**Assignment**.
Take each line of the data that contains the string "help" and copy it.

━━━━━━

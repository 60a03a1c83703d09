/// Namespace prefixed to every metric name this exporter exposes.
pub const NAMESPACE: &str = "typesense";

/// Fully qualified metric name: `<namespace>_<subsystem>_<field>`.
pub fn fq_name(subsystem: &str, field: &str) -> String {
    format!("{NAMESPACE}_{subsystem}_{field}")
}

#[derive(Debug, Clone, Copy, PartialEq, Eq)]
pub enum MetricType {
    Counter,
    Gauge,
}

impl MetricType {
    pub fn as_prometheus_type(&self) -> &'static str {
        match self {
            Self::Counter => "counter",
            Self::Gauge => "gauge",
        }
    }

    pub fn sample_value(&self, value: f64) -> MetricValue {
        match self {
            Self::Counter => MetricValue::Counter(value),
            Self::Gauge => MetricValue::Gauge(value),
        }
    }
}

/// Immutable identity of one exposed metric. Built once at startup and shared
/// read-only across concurrent scrapes.
#[derive(Debug, Clone)]
pub struct MetricDescriptor {
    pub name: String,
    pub help: String,
    pub metric_type: MetricType,
    pub variable_labels: Vec<String>,
}

impl MetricDescriptor {
    pub fn new(
        subsystem: &str,
        field: &str,
        help: &str,
        metric_type: MetricType,
        variable_labels: &[&str],
    ) -> Self {
        Self {
            name: fq_name(subsystem, field),
            help: help.to_string(),
            metric_type,
            variable_labels: variable_labels
                .iter()
                .map(|label| (*label).to_string())
                .collect(),
        }
    }
}

#[derive(Debug, Clone)]
pub enum MetricValue {
    Counter(f64),
    Gauge(f64),
}

#[derive(Debug, Clone)]
pub struct MetricSample {
    pub labels: Vec<(String, String)>,
    pub value: MetricValue,
}

#[derive(Debug, Clone)]
pub struct CollectedMetric {
    pub descriptor: MetricDescriptor,
    pub samples: Vec<MetricSample>,
}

━━━━━━

**Your solution**.
    pub help: String,
        help: &str,
            help: help.to_string(),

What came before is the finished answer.